For his part, President Trump declared, "It's just another bad book. He's had a lot of credibility problems. It's just nasty stuff. I never spoke to him. Maybe I wasn't given messages that he called."
Of course, Woodward and his Leftmedia promoters dismiss the president's comments. But prior to Woodward's anti-Trump hit piece and its adoption as a launchpad for the Demos' midterm "blue wave," Woodward had been the object of a lot of Leftmedia criticism for lack of evidence and sources, especially when he stepped off the Leftmedia reservation and dared criticize Hillary Clinton.

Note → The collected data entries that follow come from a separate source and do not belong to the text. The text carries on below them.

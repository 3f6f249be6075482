use std::io::{self, Write};

use forge_onboarding::answer::Answer;
use forge_onboarding::quiz::{Question, QuestionInput};

/// Shows a question and keeps asking until the input parses into the right
/// answer shape. Constraint checks (ranges, limits) stay with the session;
/// this only turns a line of text into a draft value.
pub(crate) fn read_answer(question: &Question) -> io::Result<Answer> {
    println!("\n{question}");
    loop {
        match parse_answer(question.input_type(), &read_line("> ")?) {
            Ok(answer) => return Ok(answer),
            Err(reason) => println!("{reason}"),
        }
    }
}

pub(crate) fn wait_for_enter(message: &str) -> io::Result<()> {
    read_line(&format!("{message} ")).map(|_| ())
}

pub(crate) fn confirm(message: &str) -> io::Result<bool> {
    loop {
        match read_line(&format!("{message} "))?.trim().to_lowercase().as_str() {
            "y" | "yes" => return Ok(true),
            "n" | "no" => return Ok(false),
            _ => println!("Please answer yes or no."),
        }
    }
}

fn read_line(prompt: &str) -> io::Result<String> {
    print!("{prompt}");
    io::stdout().flush()?;

    let mut line = String::new();
    if io::stdin().read_line(&mut line)? == 0 {
        return Err(io::Error::new(io::ErrorKind::UnexpectedEof, "input closed"));
    }
    Ok(line.trim_end_matches(['\r', '\n']).to_owned())
}

fn parse_answer(input: &QuestionInput, raw: &str) -> Result<Answer, String> {
    match input {
        QuestionInput::Slider { min, max } => raw
            .trim()
            .parse::<i64>()
            .map(Answer::Number)
            .map_err(|_| format!("Please enter a whole number between {min} and {max}.")),
        QuestionInput::TextBox { .. } => Ok(Answer::Text(raw.to_owned())),
        QuestionInput::MultipleChoice { options, .. } => {
            let trimmed = raw.trim();
            if trimmed.is_empty() {
                return Ok(Answer::Selection(Vec::new()));
            }

            let mut selected = Vec::new();
            for part in trimmed.split(',') {
                let number: usize = part
                    .trim()
                    .parse()
                    .map_err(|_| "Please list option numbers separated by commas, e.g. 1,3.".to_owned())?;
                let option = number
                    .checked_sub(1)
                    .and_then(|i| options.get(i))
                    .ok_or_else(|| format!("There is no option {number}."))?;
                selected.push(option.clone());
            }
            Ok(Answer::Selection(selected))
        }
        QuestionInput::Checkbox { .. } => match raw.trim().to_lowercase().as_str() {
            "y" | "yes" => Ok(Answer::Checked(true)),
            "n" | "no" => Ok(Answer::Checked(false)),
            _ => Err("Please answer yes or no.".to_owned()),
        },
    }
}
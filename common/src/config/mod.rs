mod config_manager;
mod game_config;

pub use config_manager::{
    ConfigContentProvider, ConfigError, ConfigManager, FileContentConfigProvider,
    MemoryContentProvider,
};
pub use game_config::{GameConfig, WindowConfig};

pub trait Validate {
    fn validate(&self) -> Result<(), String>;
}
use eframe::egui;
use tictactoe_common::log;
use tictactoe_common::render::{EventQueue, InputSource, render_frame};
use tictactoe_common::{Flow, GameFlowController, UiEvent};

use super::EguiRenderer;

pub struct TicTacToeApp {
    controller: GameFlowController,
    events: EventQueue,
    origin: egui::Pos2,
    closing: bool,
}

impl TicTacToeApp {
    pub fn new(controller: GameFlowController) -> Self {
        Self {
            controller,
            events: EventQueue::default(),
            origin: egui::Pos2::ZERO,
            closing: false,
        }
    }

    fn collect_events(&mut self, ctx: &egui::Context) {
        let origin = self.origin;
        ctx.input(|i| {
            for event in &i.events {
                if let egui::Event::PointerButton {
                    pos,
                    button: egui::PointerButton::Primary,
                    pressed: true,
                    ..
                } = event
                {
                    self.events.push(pointer_down(*pos, origin));
                }
            }
            if i.viewport().close_requested() {
                self.events.push(UiEvent::Quit);
            }
        });
    }

    fn process_events(&mut self, ctx: &egui::Context) {
        while let Some(event) = self.events.poll_event() {
            match self.controller.handle_event(event) {
                Ok(Flow::Continue) => {}
                Ok(Flow::Quit) => {
                    self.close(ctx);
                    return;
                }
                Err(err) => {
                    log!("Game session aborted: {}", err);
                    self.close(ctx);
                    return;
                }
            }
        }
    }

    fn close(&mut self, ctx: &egui::Context) {
        self.closing = true;
        ctx.send_viewport_cmd(egui::ViewportCommand::Close);
    }
}

fn pointer_down(pos: egui::Pos2, origin: egui::Pos2) -> UiEvent {
    let local = pos - origin;
    UiEvent::PointerDown {
        x: local.x.floor() as i32,
        y: local.y.floor() as i32,
    }
}

impl eframe::App for TicTacToeApp {
    fn update(&mut self, ctx: &egui::Context, _frame: &mut eframe::Frame) {
        if !self.closing {
            self.collect_events(ctx);
            self.process_events(ctx);
        }

        egui::CentralPanel::default()
            .frame(egui::Frame::NONE)
            .show(ctx, |ui| {
                let window = ui.max_rect();
                self.origin = window.min;
                let mut renderer = EguiRenderer::new(ui.painter(), window, self.controller.layout());
                render_frame(&self.controller, &mut renderer);
            });
    }
}
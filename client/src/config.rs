use std::path::PathBuf;
use tictactoe_common::config::{ConfigManager, FileContentConfigProvider, GameConfig};

const CONFIG_FILE_NAME: &str = "tictactoe_config.yaml";

pub type ClientConfigManager = ConfigManager<FileContentConfigProvider, GameConfig>;

fn get_config_path() -> PathBuf {
    if let Ok(exe_path) = std::env::current_exe()
        && let Some(exe_dir) = exe_path.parent()
    {
        return exe_dir.join(CONFIG_FILE_NAME);
    }
    PathBuf::from(CONFIG_FILE_NAME)
}

pub fn get_config_manager(path: Option<PathBuf>) -> ClientConfigManager {
    ConfigManager::from_yaml_file(path.unwrap_or_else(get_config_path))
}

In August of 2015, for example, Woodward exercised his once-famous journalistic reputation in evaluating Clinton's infamously illegal communication subterfuge. He declared, "[This] reminds me of the Nixon tapes: Thousands of hours of secretly recorded conversations that Nixon thought were exclusively his. ... 60,000 emails and Hillary Clinton has said 30,000 of them, half, were personal and they were deleted. Who decided that? What's in those emails? ... The big question about Clinton is, who is she? ... The answers are probably not going to be pretty."

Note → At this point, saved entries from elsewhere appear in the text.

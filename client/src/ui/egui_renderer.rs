use eframe::egui;
use tictactoe_common::render::Renderer;
use tictactoe_common::{BOARD_SIZE, Layout, Mark, Rect, WinLine};

use crate::colors::{
    BG_COLOR, BUTTON_COLOR, BUTTON_TEXT_COLOR, CIRCLE_COLOR, CROSS_COLOR, LINE_COLOR,
    mark_color,
};

const LINE_WIDTH: f32 = 15.0;
const CROSS_WIDTH: f32 = 25.0;
const CIRCLE_WIDTH: f32 = 15.0;
const WIN_LINE_INSET: f32 = 15.0;
const BUTTON_FONT_SIZE: f32 = 28.0;
const STATUS_FONT_SIZE: f32 = 40.0;

/// Paints frames onto an egui painter. Layout pixels are offsets from `window.min`.
pub struct EguiRenderer<'a> {
    painter: &'a egui::Painter,
    window: egui::Rect,
    layout: &'a Layout,
}

impl<'a> EguiRenderer<'a> {
    pub fn new(painter: &'a egui::Painter, window: egui::Rect, layout: &'a Layout) -> Self {
        Self {
            painter,
            window,
            layout,
        }
    }

    fn to_screen(&self, rect: Rect) -> egui::Rect {
        egui::Rect::from_min_size(
            self.window.min + egui::vec2(rect.x as f32, rect.y as f32),
            egui::vec2(rect.width as f32, rect.height as f32),
        )
    }

    fn cell(&self, row: usize, col: usize) -> egui::Rect {
        self.to_screen(self.layout.cell_rect(row, col))
    }
}

impl Renderer for EguiRenderer<'_> {
    fn clear(&mut self) {
        self.painter.rect_filled(self.window, 0.0, BG_COLOR);
    }

    fn draw_grid_lines(&mut self) {
        let board = self.to_screen(self.layout.board);
        let stroke = egui::Stroke::new(LINE_WIDTH, LINE_COLOR);

        for i in 1..BOARD_SIZE {
            let y = self.cell(i, 0).top();
            self.painter.line_segment(
                [egui::pos2(board.left(), y), egui::pos2(board.right(), y)],
                stroke,
            );

            let x = self.cell(0, i).left();
            self.painter.line_segment(
                [egui::pos2(x, board.top()), egui::pos2(x, board.bottom())],
                stroke,
            );
        }
    }

    fn draw_mark(&mut self, row: usize, col: usize, mark: Mark) {
        let rect = self.cell(row, col);

        match mark {
            Mark::X => {
                let space = rect.width().min(rect.height()) / 4.0;
                let inner = rect.shrink(space);
                let stroke = egui::Stroke::new(CROSS_WIDTH, CROSS_COLOR);
                self.painter
                    .line_segment([inner.left_bottom(), inner.right_top()], stroke);
                self.painter
                    .line_segment([inner.left_top(), inner.right_bottom()], stroke);
            }
            Mark::O => {
                let radius = rect.width().min(rect.height()) / 3.0;
                self.painter.circle_stroke(
                    rect.center(),
                    radius,
                    egui::Stroke::new(CIRCLE_WIDTH, CIRCLE_COLOR),
                );
            }
        }
    }

    fn draw_winning_line(&mut self, line: WinLine, mark: Mark) {
        let board = self.to_screen(self.layout.board).shrink(WIN_LINE_INSET);
        let cells = line.cells();
        let first = self.cell(cells[0].0, cells[0].1).center();

        let (start, end) = match line {
            WinLine::Row(_) => (
                egui::pos2(board.left(), first.y),
                egui::pos2(board.right(), first.y),
            ),
            WinLine::Col(_) => (
                egui::pos2(first.x, board.top()),
                egui::pos2(first.x, board.bottom()),
            ),
            WinLine::DiagMain => (board.left_top(), board.right_bottom()),
            WinLine::DiagAnti => (board.right_top(), board.left_bottom()),
        };

        self.painter.line_segment(
            [start, end],
            egui::Stroke::new(LINE_WIDTH, mark_color(mark)),
        );
    }

    fn draw_button(&mut self, rect: Rect, label: &str) {
        let rect = self.to_screen(rect);
        self.painter.rect_filled(rect, 4.0, BUTTON_COLOR);
        self.painter.text(
            rect.center(),
            egui::Align2::CENTER_CENTER,
            label,
            egui::FontId::proportional(BUTTON_FONT_SIZE),
            BUTTON_TEXT_COLOR,
        );
    }

    fn draw_status(&mut self, text: &str) {
        self.painter.text(
            egui::pos2(self.window.center().x, self.window.top() + STATUS_FONT_SIZE),
            egui::Align2::CENTER_CENTER,
            text,
            egui::FontId::proportional(STATUS_FONT_SIZE),
            BUTTON_TEXT_COLOR,
        );
    }

    // egui presents the painted shapes when the frame ends.
    fn present(&mut self) {}
}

Needless to say, that assessment didn't get a lot of press coverage.
Leftist literary journalist Joan Didion says of Woodward's writing, "Measurable cerebral activity is virtually absent." Furthermore, he "covers the story not as it is occurring but as it is presented, which is to say as it is manufactured."

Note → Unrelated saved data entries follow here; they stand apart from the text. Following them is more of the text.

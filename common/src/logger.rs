use std::sync::OnceLock;
use chrono::Local;

static LOGGER: OnceLock<Logger> = OnceLock::new();

pub struct Logger {
    prefix: Option<String>,
}

impl Logger {
    fn new(prefix: Option<String>) -> Self {
        Self { prefix }
    }

    fn format_line(&self, timestamp: &str, message: &str) -> String {
        match &self.prefix {
            Some(prefix) => format!("[{}][{}] {}", timestamp, prefix, message),
            None => format!("[{}] {}", timestamp, message),
        }
    }

    pub fn log(&self, message: &str) {
        let timestamp = Local::now().format("%Y-%m-%d %H:%M:%S").to_string();
        println!("{}", self.format_line(&timestamp, message));
    }
}

/// First call wins; later calls keep the existing prefix.
pub fn init_logger(prefix: Option<String>) {
    LOGGER.get_or_init(|| Logger::new(prefix));
}

pub fn log(message: &str) {
    if let Some(logger) = LOGGER.get() {
        logger.log(message);
    } else {
        eprintln!("Logger not initialized, dropping: {}", message);
    }
}

#[macro_export]
macro_rules! log {
    ($($arg:tt)*) => {
        $crate::logger::log(&format!($($arg)*))
    };
}

#[cfg(test)]
mod tests {
    use super::*;

    #[test]
    fn test_line_with_prefix() {
        let logger = Logger::new(Some("Game".to_string()));
        assert_eq!(
            logger.format_line("2026-01-02 03:04:05", "X wins"),
            "[2026-01-02 03:04:05][Game] X wins"
        );
    }

    #[test]
    fn test_line_without_prefix() {
        let logger = Logger::new(None);
        assert_eq!(
            logger.format_line("2026-01-02 03:04:05", "Draw"),
            "[2026-01-02 03:04:05] Draw"
        );
    }
}
use serde::{Deserialize, Serialize};

use super::Validate;
use crate::layout::{Layout, Rect};

#[derive(Debug, Clone, Copy, PartialEq, Eq, Serialize, Deserialize)]
pub struct WindowConfig {
    pub width: i32,
    pub height: i32,
}

impl WindowConfig {
    pub fn bounds(&self) -> Rect {
        Rect::new(0, 0, self.width, self.height)
    }
}

#[derive(Debug, Clone, PartialEq, Serialize, Deserialize)]
pub struct GameConfig {
    pub window: WindowConfig,
    pub layout: Layout,
    #[serde(default)]
    pub seed: Option<u64>,
}

impl Validate for GameConfig {
    fn validate(&self) -> Result<(), String> {
        if self.window.width < 3 || self.window.height < 3 {
            return Err(format!(
                "window must be at least 3x3 pixels, got {}x{}",
                self.window.width, self.window.height
            ));
        }

        let bounds = self.window.bounds();
        for (name, rect) in self.layout.regions() {
            if rect.is_empty() {
                return Err(format!("{} has no area", name));
            }
            if !rect.is_inside(&bounds) {
                return Err(format!(
                    "{} at ({}, {}) size {}x{} does not fit in the window",
                    name, rect.x, rect.y, rect.width, rect.height
                ));
            }
        }

        let (cell_width, cell_height) = self.layout.cell_size();
        if cell_width == 0 || cell_height == 0 {
            return Err("board must be at least 3x3 pixels".to_string());
        }

        Ok(())
    }
}

impl Default for GameConfig {
    fn default() -> Self {
        let window = WindowConfig {
            width: 600,
            height: 600,
        };
        Self {
            window,
            layout: Layout::for_window(window.width, window.height),
            seed: None,
        }
    }
}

There are also scholarly critics of the content of his books, from his "Deep Throat" character in his bestselling All the President's Men, to Veil, in which he stands accused of fabricating a key deathbed confession by former CIA Director William Casey.
But wait. There's more.
Jonathan Chait in New York magazine: "What the hell happened to Bob Woodward? ... As an analyst, Woodward is a particular kind of awful."
Charles Pierce in Esquire: "The full depth of Bob Woodward's plunge into sheer hackery."
Arianna Huffington in HuffPost: "He's the dumb blonde of American journalism."
Jeffrey St. Clair in CounterPunch: "Woodward, despite filing one dubious story after another, retains his position as an éminence grise of DC reporters."
Noam Scheiber in New Republic: "It is relentlessly biased against the president."
Max Holland in Newsweek: "Woodward is the same now as he ever was. His misrepresentation ... is only the latest in a long string of questionable journalistic episodes. ... It reveals a grotesquely swollen ego fed by 40 years of hero worship."
Even Ben Bradlee, Woodward's Washington Post editor at the time of Watergate, suspected he fabricated elements in All the President's Men.
So, what to make of the "Crazy Trump" fear-mongering by Woodward and his renewed Leftmedia sycophantry?
Brit Hume, an even-keeled political observer, offered this assessment: "The problem is of course ... [Woodward] doesn't disclose his sources, he doesn't annotate his books, [and] he doesn't give you a sense of who the people are with whom he spoke. ... A tremendous amount of Woodward's reports are never verified. ... It leaves us in a poor position to evaluate the work. ... What I would like to see ... is a connection between these [claimed] outbursts of the president and real policies and actions on his part that match their claims about how reckless he is. I haven't seen that. ... He's doing what he campaigned on. Some policies may not work out, but they're not 'crazy.'"
Fact is, a broad swath of American voters disgracefully characterized by Hillary Clinton as "deplorables" elected Donald Trump to accomplish three things with his "MAGA" platform:
So shocked was the Left after Clinton's defeat that all of Trump's actions are viewed by deranged leftists as "crazy."
Will the Woodward/Demo-Leftmedia "Crazy Trump" strategy work? Can Democrats generate enough noise to energize the leftist base for a successful run on congressional control?
The midterm elections for control of the House and Senate will be very close.
But what America should fear most is the power the Leftmedia exercises over public opinion, and thus, control of the future of Liberty.